Selon Anastasilaki, la preuve d’une intention de meurtre fondée sur le genre nécessite une compréhension du caractère patriarcal de la société. C’est à dire, « des ressentis sociaux de dominance et de possession sur les femmes et leurs corps, qui normalisent et acceptent les violences fondées sur le genre comme faisant partie intégrale de la vie ». Pour que les enquêtes sur les féminicides aboutissent, il faudrait, selon elle, s’intéresser au comportement, aux convictions et à l’environnement des auteurs de crimes. Ceci nécessiterait une formation obligatoire pour tous les intervenants dans les enquêtes et les procédures judiciaires : agents de police, médecins légistes, procureurs, juges, etc. Mais, « pas besoin de réinventer la roue », continue Anastasilaki. Depuis la première inscription du féminicide dans un Code pénal, au Costa Rica en 2007, plusieurs pays ont suivi l’exemple, dont certains États membres de l’UE. Chypre a introduit le féminicide dans son Code pénal en 2022, la Croatie a suivi en 2024. Ainsi des ressources pour instaurer une perspective genrée dans les enquêtes existent déjà et pourraient inspirer les légistes luxembourgeois.
Gabrielle Antar du CNFL souligne que les féminicides s’inscrivent souvent dans des contextes de violences existants et que les auteurs émanent souvent du cercle intime des victimes. Étant donné que ces violences, dont les violences domestiques et conjugales, se manifestent souvent par des abus physiques, sexuels, psychologiques et financiers, les preuves peuvent être difficiles à apporter. Cela devrait être pris en compte dans les procédures judiciaires.
En 2022, le collectif « Collages Féminicides Lux » a placardé « Seule ma mort sera une preuve suffisante » sur un mur du centre-ville à Luxembourg. Les colleuses expliquent au Land que « ce message dénonce le fait que pour beaucoup de femmes, les plaintes contre les agresseurs, parfois suivies de procédures d’éloignement, ne suffisent pas pour mettre fin aux violences ». En effet, beaucoup de féminicides sont précédés par des plaintes pour coups et blessures. Au sujet des menaces que peuvent subir les femmes, le collectif observe que « les paroles des victimes restent sans importance et ne sont pas prises au sérieux, certainement quand leurs agresseurs disposent de prestige dans la société ». Les colleuses veulent donc alerter les personnes aux violences fondées sur le genre et inciter le débat « sur ces sujets mis sous le tapis, dont on n’aime pas parler ou qui sont tabous ».

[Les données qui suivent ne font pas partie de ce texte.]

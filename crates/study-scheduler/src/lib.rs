//! # study-scheduler
//!
//! Calendar availability and scheduling engine for study sessions.
//!
//! Given busy intervals already fetched from a calendar provider, the engine
//! detects conflicts, enumerates available slots under duration and break
//! constraints, suggests alternatives for a conflicting request, and finds the
//! next free opening. Every operation is a synchronous, side-effect-free
//! function over in-memory intervals: fetching busy time is the caller's job.
//!
//! ## Modules
//!
//! - [`interval`]: `TimeInterval`, raw `BusyEvent`s, and merging into a `BusyTimeSet`
//! - [`conflict`]: Overlap detection for a candidate interval
//! - [`freebusy`]: Free gaps inside a search window
//! - [`slots`]: Greedy slot packing with break padding
//! - [`alternatives`]: Nearby conflict-free suggestions
//! - [`next_slot`]: Earliest opening within a horizon
//! - [`planner`]: Accept-or-suggest composition for a requested session
//! - [`policy`]: Tunable buffer and tie-break policy
//! - [`error`]: Error types

pub mod alternatives;
pub mod conflict;
pub mod error;
pub mod freebusy;
pub mod interval;
pub mod next_slot;
pub mod planner;
pub mod policy;
pub mod slots;

pub use alternatives::suggest_alternatives;
pub use conflict::{check_conflicts, ConflictResult};
pub use error::ScheduleError;
pub use freebusy::{find_gaps, FreeGap, GapEdge};
pub use interval::{merge, BusyEvent, BusyTimeSet, TimeInterval};
pub use next_slot::find_next_free_slot;
pub use planner::{plan_session, SessionPlan};
pub use policy::{BufferPolicy, SchedulingPolicy, TieBreak};
pub use slots::{find_available_slots, generate_slots, AvailableSlot, SlotQuery};
//! Assembled output of one scrape cycle

use serde::{Deserialize, Serialize};

use crate::models::{Record, StudentInfo};

/// Summary of the biometric punch-in log.
///
/// `adjusted` is `count - 1`: the portal's table ends with a totals row that
/// passes the cell-count filter, so one counted row is discounted.
#[derive(Debug, Clone, PartialEq, Serialize, Deserialize)]
pub struct BiometricSummary {
    /// Data rows with at least two cells
    pub count: u32,
    /// `count` minus the trailing totals row
    pub adjusted: i64,
    /// Counted rows marked "Present"
    pub present: u32,
    /// `present / adjusted * 100`, 0.0 when `adjusted <= 0`
    pub percentage: f64,
}

/// Everything one scrape of the portal produces
#[derive(Debug, Clone, Serialize)]
pub struct AttendanceReport {
    pub student_info: StudentInfo,
    pub course_attendance: Vec<Record>,
    pub overall_average: f64,
    pub biometric: Option<BiometricSummary>,
    pub register: Vec<Record>,
}
use thiserror::Error;

/// Main error type for samvidha-cli
#[derive(Error, Debug)]
pub enum SamvidhaError {
    #[error("Authentication error: {0}")]
    Authentication(String),

    #[error("Invalid credentials or unable to fetch data")]
    InvalidCredentials,

    #[error("Not logged in. Please run 'samvidha auth login' first.")]
    NotAuthenticated,

    #[error("HTTP error: {0}")]
    Http(#[from] reqwest::Error),

    #[error("Invalid response: {0}")]
    InvalidResponse(String),

    #[error("JSON error: {0}")]
    Json(#[from] serde_json::Error),

    #[error("IO error: {0}")]
    Io(#[from] std::io::Error),

    #[error("Configuration error: {0}")]
    Config(String),

    #[error("Database error: {0}")]
    Database(String),

    #[error("Keyring error: {0}")]
    Keyring(String),

    #[error("Invalid parameter: {0}")]
    InvalidParameter(String),

    #[error("{0}")]
    Other(String),
}

pub type Result<T> = std::result::Result<T, SamvidhaError>;

impl SamvidhaError {
    /// Create an authentication error from a message
    pub fn auth(msg: impl Into<String>) -> Self {
        Self::Authentication(msg.into())
    }

    /// Create a configuration error from a message
    pub fn config(msg: impl Into<String>) -> Self {
        Self::Config(msg.into())
    }

    /// Create an invalid response error from a message
    pub fn invalid_response(msg: impl Into<String>) -> Self {
        Self::InvalidResponse(msg.into())
    }

    /// Create an invalid parameter error from a message
    pub fn invalid_param(msg: impl Into<String>) -> Self {
        Self::InvalidParameter(msg.into())
    }
}

/// Format an error for end-user display
pub fn format_user_error(err: &SamvidhaError) -> String {
    match err {
        SamvidhaError::Http(e) if e.is_timeout() => {
            "The portal did not respond in time. Please try again later.".to_string()
        }
        SamvidhaError::Http(e) if e.is_connect() => {
            "Could not reach the portal. Check your network connection.".to_string()
        }
        _ => err.to_string(),
    }
}

#[cfg(test)]
mod tests {
    use super::*;

    #[test]
    fn test_error_display() {
        let err = SamvidhaError::Authentication("Login failed".to_string());
        assert_eq!(err.to_string(), "Authentication error: Login failed");
    }

    #[test]
    fn test_not_authenticated_error() {
        let err = SamvidhaError::NotAuthenticated;
        assert!(err.to_string().contains("samvidha auth login"));
    }

    #[test]
    fn test_invalid_credentials_error() {
        let err = SamvidhaError::InvalidCredentials;
        assert!(err.to_string().contains("Invalid credentials"));
    }

    #[test]
    fn test_error_constructors() {
        let auth_err = SamvidhaError::auth("test auth");
        assert!(matches!(auth_err, SamvidhaError::Authentication(_)));

        let config_err = SamvidhaError::config("test config");
        assert!(matches!(config_err, SamvidhaError::Config(_)));

        let response_err = SamvidhaError::invalid_response("bad response");
        assert!(matches!(response_err, SamvidhaError::InvalidResponse(_)));

        let param_err = SamvidhaError::invalid_param("bad param");
        assert!(matches!(param_err, SamvidhaError::InvalidParameter(_)));
    }

    #[test]
    fn test_format_user_error_passthrough() {
        let err = SamvidhaError::Database("locked".to_string());
        assert_eq!(format_user_error(&err), "Database error: locked");
    }
}
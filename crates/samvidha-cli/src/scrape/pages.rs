//! Per-page parsers
//!
//! One parser per portal page, each wiring the locator, normalizer and
//! metric helpers together. All three degrade to empty output on pages
//! they cannot make sense of; nothing in here errors.

use crate::models::{BiometricSummary, Record, StudentInfo};
use crate::scrape::dom::extract_tables;
use crate::scrape::locate::TableLocator;
use crate::scrape::metrics::{biometric_summary, course_average};
use crate::scrape::normalize::{info_pairs, normalize};

/// First-row keywords identifying the course attendance table.
pub const COURSE_HINTS: &[&str] = &["course", "attendance"];
/// First-row keywords identifying the attendance register table.
pub const REGISTER_HINTS: &[&str] = &["date", "period"];

/// Course rows narrower than this are layout noise, not subjects.
pub const COURSE_MIN_CELLS: usize = 8;
/// Register rows narrower than this are layout noise, not periods.
pub const REGISTER_MIN_CELLS: usize = 3;

/// Everything the attendance page yields in one pass.
#[derive(Debug, Clone)]
pub struct AttendancePage {
    pub student_info: StudentInfo,
    pub course_attendance: Vec<Record>,
    pub overall_average: f64,
}

/// Parse the main attendance page: the student info block, the course
/// table that follows it, and the overall average over the course rows.
pub fn parse_attendance_page(html: &str, locator: &dyn TableLocator) -> AttendancePage {
    let tables = extract_tables(html);

    let mut fields = Record::new();
    let mut course_attendance = Vec::new();
    if let Some(info_index) = locator.locate(&tables, &[]) {
        fields = info_pairs(&tables[info_index]);

        // The course table always renders below the info block
        let rest = &tables[info_index + 1..];
        if let Some(course_index) = locator.locate(rest, COURSE_HINTS) {
            let (_, records) = normalize(&rest[course_index], None, COURSE_MIN_CELLS);
            course_attendance = records;
        }
    }

    let overall_average = course_average(&course_attendance);
    AttendancePage {
        student_info: StudentInfo::from_fields(fields),
        course_attendance,
        overall_average,
    }
}

/// Parse the biometric page. `None` means the page had no usable table,
/// which the report treats as "no biometric data" rather than zero.
pub fn parse_biometric_page(html: &str, locator: &dyn TableLocator) -> Option<BiometricSummary> {
    let tables = extract_tables(html);
    let index = locator.locate(&tables, &[])?;
    Some(biometric_summary(&tables[index]))
}

/// Parse the attendance register page into one record per period row.
pub fn parse_register_page(html: &str, locator: &dyn TableLocator) -> Vec<Record> {
    let tables = extract_tables(html);
    let Some(index) = locator.locate(&tables, REGISTER_HINTS) else {
        return Vec::new();
    };
    let (_, records) = normalize(&tables[index], Some(REGISTER_HINTS), REGISTER_MIN_CELLS);
    records
}
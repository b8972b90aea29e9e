//! SQLite-backed history storage
//!
//! The log is small (one row per day), so it is read and written whole.
//! `replace_all` swaps the stored log inside one transaction, which keeps
//! concurrent runs from ever seeing a half-written log.

use std::path::{Path, PathBuf};

use rusqlite::{params, Connection};

use crate::error::{Result, SamvidhaError};
use crate::history::HistoryEntry;

/// SQLite database holding the per-day attendance history
pub struct HistoryDb {
    conn: Connection,
}

impl HistoryDb {
    /// Open or create the history database
    pub fn open(path: impl AsRef<Path>) -> Result<Self> {
        let conn = Connection::open(path.as_ref()).map_err(|e| {
            SamvidhaError::Database(format!("Failed to open history database: {}", e))
        })?;

        let db = Self { conn };
        db.migrate()?;
        Ok(db)
    }

    /// Open an in-memory database (for testing)
    pub fn open_in_memory() -> Result<Self> {
        let conn = Connection::open_in_memory().map_err(|e| {
            SamvidhaError::Database(format!("Failed to open in-memory database: {}", e))
        })?;

        let db = Self { conn };
        db.migrate()?;
        Ok(db)
    }

    /// Run migrations
    fn migrate(&self) -> Result<()> {
        self.conn
            .execute_batch(
                r#"
                CREATE TABLE IF NOT EXISTS attendance_history (
                    date TEXT PRIMARY KEY,
                    overall REAL NOT NULL,
                    biometric REAL NOT NULL
                );
                "#,
            )
            .map_err(|e| SamvidhaError::Database(format!("Failed to run migrations: {}", e)))?;

        Ok(())
    }

    /// Load the full history, oldest first
    pub fn load(&self) -> Result<Vec<HistoryEntry>> {
        let mut stmt = self
            .conn
            .prepare("SELECT date, overall, biometric FROM attendance_history ORDER BY date ASC")
            .map_err(|e| SamvidhaError::Database(format!("Failed to read history: {}", e)))?;

        let rows = stmt
            .query_map([], |row| {
                Ok(HistoryEntry {
                    date: row.get(0)?,
                    overall: row.get(1)?,
                    biometric: row.get(2)?,
                })
            })
            .map_err(|e| SamvidhaError::Database(format!("Failed to read history: {}", e)))?;

        let mut entries = Vec::new();
        for row in rows {
            entries.push(row.map_err(|e| {
                SamvidhaError::Database(format!("Failed to read history row: {}", e))
            })?);
        }
        Ok(entries)
    }

    /// Replace the stored log with `entries` in a single transaction
    pub fn replace_all(&mut self, entries: &[HistoryEntry]) -> Result<()> {
        let tx = self.conn.transaction().map_err(|e| {
            SamvidhaError::Database(format!("Failed to start history transaction: {}", e))
        })?;

        tx.execute("DELETE FROM attendance_history", [])
            .map_err(|e| SamvidhaError::Database(format!("Failed to clear history: {}", e)))?;

        for entry in entries {
            tx.execute(
                "INSERT INTO attendance_history (date, overall, biometric) VALUES (?, ?, ?)",
                params![entry.date, entry.overall, entry.biometric],
            )
            .map_err(|e| SamvidhaError::Database(format!("Failed to write history: {}", e)))?;
        }

        tx.commit()
            .map_err(|e| SamvidhaError::Database(format!("Failed to commit history: {}", e)))
    }

    /// Remove every stored entry
    pub fn clear(&mut self) -> Result<()> {
        self.replace_all(&[])
    }
}

/// Default on-disk location of the history database
pub fn default_history_path() -> Result<PathBuf> {
    let dir = crate::config::data_dir()?;
    crate::config::ensure_dir(&dir)?;
    Ok(dir.join("history.db"))
}

/// User-supplied path if given, the default location otherwise
pub fn resolve_history_path(path: Option<PathBuf>) -> Result<PathBuf> {
    match path {
        Some(path) => Ok(path),
        None => default_history_path(),
    }
}
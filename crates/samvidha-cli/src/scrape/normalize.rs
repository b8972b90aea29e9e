//! Row normalization
//!
//! Turns a located table into uniform records. Two shapes exist on the
//! portal: label/value pairs (the student info block) and header-plus-rows
//! grids (course attendance, attendance register). Both come back as
//! [`Record`]s with a stable key order.

use regex::Regex;

use crate::models::Record;
use crate::scrape::dom::Table;
use crate::scrape::locate::row_matches;

/// Flatten a label/value table into a single record. Cells are consumed in
/// pairs per row; a trailing unpaired cell is ignored. Keys lose a trailing
/// colon, and repeated labels keep their first position with the last value.
pub fn info_pairs(table: &Table) -> Record {
    let mut record = Record::new();
    for row in &table.rows {
        for pair in row.chunks(2) {
            let [key, value] = pair else { continue };
            let key = key.strip_suffix(':').unwrap_or(key.as_str()).trim();
            if key.is_empty() {
                continue;
            }
            record.insert(key.to_string(), value.clone());
        }
    }
    record
}

/// Normalize a grid table into one record per data row.
///
/// The header row is the first row matching `header_hints` when hints are
/// given (first row otherwise). A literal `Date` column is dropped from
/// both the header and every row. Date-style labels like `01-Dec` become
/// `Dec 2`: the portal prints register dates one day behind the academic
/// calendar, so the day number is shifted forward without any month
/// rollover. Rows with fewer than `min_cells` raw cells are skipped; the
/// rest are padded or truncated to the header width.
pub fn normalize(
    table: &Table,
    header_hints: Option<&[&str]>,
    min_cells: usize,
) -> (Vec<String>, Vec<Record>) {
    let Some(header_index) = find_header_row(table, header_hints) else {
        return (Vec::new(), Vec::new());
    };

    let mut header = Vec::new();
    let mut dropped_column = None;
    for (index, label) in table.rows[header_index].iter().enumerate() {
        if label == "Date" && dropped_column.is_none() {
            dropped_column = Some(index);
        } else {
            header.push(shift_date_label(label));
        }
    }

    let mut records = Vec::new();
    for row in &table.rows[header_index + 1..] {
        if row.len() < min_cells {
            continue;
        }
        let mut cells: Vec<&str> = row.iter().map(String::as_str).collect();
        if let Some(index) = dropped_column {
            if index < cells.len() {
                cells.remove(index);
            }
        }
        let mut record = Record::new();
        for (position, key) in header.iter().enumerate() {
            let value = cells.get(position).copied().unwrap_or("");
            record.insert(key.clone(), value.to_string());
        }
        records.push(record);
    }

    (header, records)
}

fn find_header_row(table: &Table, header_hints: Option<&[&str]>) -> Option<usize> {
    if table.rows.is_empty() {
        return None;
    }
    if let Some(hints) = header_hints {
        if let Some(index) = table
            .rows
            .iter()
            .position(|row| row_matches(row, hints))
        {
            return Some(index);
        }
    }
    Some(0)
}

/// `"01-Dec"` -> `"Dec 2"`. Anything else passes through untouched.
fn shift_date_label(label: &str) -> String {
    let pattern = Regex::new(r"^(\d{1,2})-([A-Za-z]{3})$").unwrap();
    if let Some(captures) = pattern.captures(label) {
        if let Ok(day) = captures[1].parse::<u32>() {
            return format!("{} {}", &captures[2], day + 1);
        }
    }
    label.to_string()
}
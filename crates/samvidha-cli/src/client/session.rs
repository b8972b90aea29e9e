//! Login session construction
//!
//! A provider holds credentials, not a live session; every call to
//! [`SessionProvider::session`] builds a fresh client and logs it in.
//! Long-running commands get a clean cookie jar on each cycle that way.

use crate::client::portal::PortalClient;
use crate::config::PortalCredentials;
use crate::error::Result;

pub struct SessionProvider {
    credentials: PortalCredentials,
    base_url: Option<String>,
}

impl SessionProvider {
    pub fn new(credentials: PortalCredentials, base_url: Option<String>) -> Self {
        Self {
            credentials,
            base_url,
        }
    }

    /// Username the sessions will authenticate as
    pub fn username(&self) -> &str {
        &self.credentials.username
    }

    /// Create a portal client and log it in
    pub async fn session(&self) -> Result<PortalClient> {
        let client = match &self.base_url {
            Some(base_url) => PortalClient::new_with_base_url(base_url)?,
            None => PortalClient::new()?,
        };
        client
            .login(&self.credentials.username, &self.credentials.password)
            .await?;
        Ok(client)
    }
}
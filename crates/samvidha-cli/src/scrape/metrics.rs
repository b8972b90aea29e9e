//! Derived metrics
//!
//! Scalar summaries computed from normalized records: the overall
//! attendance average, the biometric presence summary, and the 75%
//! attendance margin used by the report view.

use crate::models::{BiometricSummary, Record};
use crate::scrape::dom::Table;

/// Column index of the attendance percentage in a course record (0-based).
pub const PERCENTAGE_COLUMN: usize = 7;

/// Minimum attendance fraction required by the institute.
const REQUIRED_RATIO_NUM: u32 = 3;
const REQUIRED_RATIO_DEN: u32 = 4;

/// Mean of the percentage column across course records, rounded to two
/// decimals. Cells that fail to parse are skipped; if nothing parses the
/// average is 0.0.
pub fn course_average(records: &[Record]) -> f64 {
    let values: Vec<f64> = records
        .iter()
        .filter_map(|record| record.value_at(PERCENTAGE_COLUMN))
        .filter_map(|value| value.trim().parse::<f64>().ok())
        .collect();
    if values.is_empty() {
        return 0.0;
    }
    round2(values.iter().sum::<f64>() / values.len() as f64)
}

/// Count the biometric table's data rows (everything after the header row
/// with at least 2 cells) and how many of them carry a "Present" marker.
pub fn biometric_summary(table: &Table) -> BiometricSummary {
    let mut count = 0u32;
    let mut present = 0u32;
    for row in table.rows.iter().skip(1) {
        if row.len() < 2 {
            continue;
        }
        count += 1;
        if row.iter().any(|cell| cell.contains("Present")) {
            present += 1;
        }
    }

    let adjusted = i64::from(count) - 1;
    let percentage = if adjusted > 0 {
        round2(f64::from(present) / adjusted as f64 * 100.0)
    } else {
        0.0
    };

    BiometricSummary {
        count,
        adjusted,
        present,
        percentage,
    }
}

/// A course's position against the 75% attendance requirement.
#[derive(Debug, Clone, PartialEq)]
pub struct CourseStanding {
    pub conducted: u32,
    pub attended: u32,
    /// Periods that can still be missed without dropping below 75%.
    pub can_skip: u32,
    /// Consecutive periods to attend before reaching 75%.
    pub must_attend: u32,
}

/// Read conducted/attended counts out of a course record by header keyword
/// and derive the skip/catch-up margins. Returns `None` when the columns
/// are missing, zero, or inconsistent.
pub fn course_standing(record: &Record) -> Option<CourseStanding> {
    let conducted = numeric_field(record, &["conducted", "held"])?;
    let attended = numeric_field(record, &["attended"])?;
    if conducted == 0 || attended > conducted {
        return None;
    }

    // attended / (conducted + x) >= 3/4  =>  x <= 4*attended/3 - conducted
    let can_skip =
        (REQUIRED_RATIO_DEN * attended / REQUIRED_RATIO_NUM).saturating_sub(conducted);
    // (attended + x) / (conducted + x) >= 3/4  =>  x >= 3*conducted - 4*attended
    let must_attend =
        (REQUIRED_RATIO_NUM * conducted).saturating_sub(REQUIRED_RATIO_DEN * attended);

    Some(CourseStanding {
        conducted,
        attended,
        can_skip,
        must_attend,
    })
}

fn numeric_field(record: &Record, keywords: &[&str]) -> Option<u32> {
    record.iter().find_map(|(key, value)| {
        let key = key.to_lowercase();
        if keywords.iter().any(|keyword| key.contains(keyword)) {
            value.trim().parse::<u32>().ok()
        } else {
            None
        }
    })
}

pub(crate) fn round2(value: f64) -> f64 {
    (value * 100.0).round() / 100.0
}
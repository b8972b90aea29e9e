pub mod cli;
pub mod client;
pub mod config;
pub mod error;
pub mod history;
pub mod models;
pub mod scrape;

pub use error::{Result, SamvidhaError};
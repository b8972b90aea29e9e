//! Authentication commands for samvidha-cli

use crate::client::SessionProvider;
use crate::config::{CredentialStore, PortalCredentials};
use crate::error::{Result, SamvidhaError};
use crate::scrape::ScrapeEngine;
use std::io::{self, Write};

/// Execute the login command
pub async fn login(
    username: Option<String>,
    profile: Option<String>,
    portal_url: Option<String>,
) -> Result<()> {
    let store = CredentialStore::new(profile)?;

    // Check if already logged in
    if store.has_credentials() {
        println!("Already logged in. Use 'samvidha auth logout' to log out first.");
        return Ok(());
    }

    // Get username
    let username = match username {
        Some(u) => u,
        None => {
            print!("Roll number: ");
            io::stdout().flush()?;
            let mut input = String::new();
            io::stdin().read_line(&mut input)?;
            input.trim().to_string()
        }
    };

    // Get password
    let password = rpassword_prompt("Password: ")?;

    let credentials = PortalCredentials { username, password };

    println!("Logging in...");

    // The portal accepts any login form, so verify by scraping: only a
    // real session comes back with a student info block
    let provider = SessionProvider::new(credentials.clone(), portal_url);
    let client = provider.session().await?;
    let report = ScrapeEngine::new(client).run().await?;

    store.save(&credentials)?;
    // Mirror the password into the keyring when one is available
    let _ = store.store_password_in_keyring(&credentials.password);

    println!("Successfully logged in!");
    println!("Profile: {}", store.profile());
    if let Some(name) = report.student_info.name() {
        println!("Student: {}", name);
    }

    Ok(())
}

/// Execute the logout command
pub async fn logout(profile: Option<String>) -> Result<()> {
    let store = CredentialStore::new(profile)?;

    if !store.has_credentials() {
        println!("Not logged in.");
        return Ok(());
    }

    store.clear()?;
    // Also try to clear keyring (ignore errors)
    let _ = store.delete_password_from_keyring();

    println!("Successfully logged out.");
    Ok(())
}

/// Execute the status command
pub async fn status(profile: Option<String>) -> Result<()> {
    let store = CredentialStore::new(profile)?;

    if !store.has_credentials() {
        println!("Status: Not logged in");
        println!("Run 'samvidha auth login' to authenticate.");
        return Ok(());
    }

    match store.load()? {
        Some(credentials) => {
            println!("Status: Logged in");
            println!("Profile: {}", store.profile());
            println!("Username: {}", credentials.username);

            if let Ok(Some(_)) = store.load_password_from_keyring() {
                println!("Keyring: Password mirrored");
            }
        }
        None => {
            println!("Status: Credentials corrupted");
            println!("Run 'samvidha auth logout' then 'samvidha auth login' to fix.");
        }
    }

    Ok(())
}

/// Load stored credentials into a session provider
pub(crate) fn load_provider(
    profile: Option<String>,
    portal_url: Option<String>,
) -> Result<SessionProvider> {
    let store = CredentialStore::new(profile)?;
    let credentials = store.load()?.ok_or(SamvidhaError::NotAuthenticated)?;
    Ok(SessionProvider::new(credentials, portal_url))
}

/// Prompt for password without echoing
fn rpassword_prompt(prompt: &str) -> Result<String> {
    print!("{}", prompt);
    io::stdout().flush()?;

    let password = rpassword::read_password()
        .map_err(|e| SamvidhaError::Io(io::Error::new(io::ErrorKind::Other, e.to_string())))?;

    Ok(password)
}
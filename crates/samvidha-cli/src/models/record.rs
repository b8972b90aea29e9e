//! Ordered key/value records scraped from portal tables
//!
//! The portal's tables carry meaning in their column order, so records keep
//! their keys in insertion order and serialize to JSON objects the same way.

use serde::ser::{Serialize, SerializeMap, Serializer};

/// Base URL of the bucket hosting student profile photos
const PROFILE_IMAGE_BASE: &str = "https://iare-data.s3.ap-south-1.amazonaws.com/uploads/STUDENTS";

/// An ordered mapping from column label to cell text.
///
/// Inserting an existing key overwrites its value in place; the key keeps the
/// position of its first insertion.
#[derive(Debug, Clone, Default, PartialEq)]
pub struct Record {
    entries: Vec<(String, String)>,
}

impl Record {
    pub fn new() -> Self {
        Self::default()
    }

    /// Insert a key/value pair, overwriting in place if the key exists
    pub fn insert(&mut self, key: impl Into<String>, value: impl Into<String>) {
        let key = key.into();
        let value = value.into();
        match self.entries.iter_mut().find(|(k, _)| *k == key) {
            Some(entry) => entry.1 = value,
            None => self.entries.push((key, value)),
        }
    }

    /// Get a value by key
    pub fn get(&self, key: &str) -> Option<&str> {
        self.entries
            .iter()
            .find(|(k, _)| k == key)
            .map(|(_, value)| value.as_str())
    }

    /// Get a value by position in insertion order
    pub fn value_at(&self, index: usize) -> Option<&str> {
        self.entries.get(index).map(|(_, value)| value.as_str())
    }

    /// Keys in insertion order
    pub fn keys(&self) -> impl Iterator<Item = &str> {
        self.entries.iter().map(|(key, _)| key.as_str())
    }

    /// Key/value pairs in insertion order
    pub fn iter(&self) -> impl Iterator<Item = (&str, &str)> {
        self.entries
            .iter()
            .map(|(key, value)| (key.as_str(), value.as_str()))
    }

    pub fn len(&self) -> usize {
        self.entries.len()
    }

    pub fn is_empty(&self) -> bool {
        self.entries.is_empty()
    }
}

impl Serialize for Record {
    fn serialize<S: Serializer>(&self, serializer: S) -> std::result::Result<S::Ok, S::Error> {
        let mut map = serializer.serialize_map(Some(self.entries.len()))?;
        for (key, value) in &self.entries {
            map.serialize_entry(key, value)?;
        }
        map.end()
    }
}

/// Student identity fields scraped from the attendance page's info table,
/// plus the derived profile photo URL.
#[derive(Debug, Clone, Default, PartialEq)]
pub struct StudentInfo {
    pub fields: Record,
    pub profile_image: Option<String>,
}

impl StudentInfo {
    /// Build from scraped fields, deriving the profile photo URL from the
    /// roll number when one is present.
    pub fn from_fields(fields: Record) -> Self {
        let mut info = Self {
            fields,
            profile_image: None,
        };
        info.profile_image = info
            .roll_no()
            .map(|roll| format!("{}/{}/{}.jpg", PROFILE_IMAGE_BASE, roll, roll));
        info
    }

    /// Roll number, preferring the portal's "Rollno" label over "Roll No"
    pub fn roll_no(&self) -> Option<&str> {
        ["Rollno", "Roll No"]
            .iter()
            .filter_map(|key| self.fields.get(key))
            .map(str::trim)
            .find(|roll| !roll.is_empty())
    }

    /// Student name as the portal labels it
    pub fn name(&self) -> Option<&str> {
        self.fields
            .get("Name")
            .or_else(|| self.fields.get("Student Name"))
    }

    pub fn is_empty(&self) -> bool {
        self.fields.is_empty()
    }
}

impl Serialize for StudentInfo {
    fn serialize<S: Serializer>(&self, serializer: S) -> std::result::Result<S::Ok, S::Error> {
        let mut map = serializer.serialize_map(Some(self.fields.len() + 1))?;
        for (key, value) in self.fields.iter() {
            map.serialize_entry(key, value)?;
        }
        map.serialize_entry("profile_image", &self.profile_image)?;
        map.end()
    }
}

La réaction aux collages du collectif, qui « sont vites arrachés et saccagés ou déformés », illustre aux yeux des colleuses un problème sociétal. C’est « l’aspect structurel et systémique » des violences faites aux femmes, auxquelles la société entière participerait, de manière consciente ou inconsciente. La dénonciation de cet aspect systémique serait d‘ailleurs une raison phare pour intervenir dans l’espace public, « on veut que l’espace public appartienne aussi aux femmes et aux minorités de genre ». Il est alors indispensable de nommer ces violences fondées sur le genre et de leur donner une dimension pénale.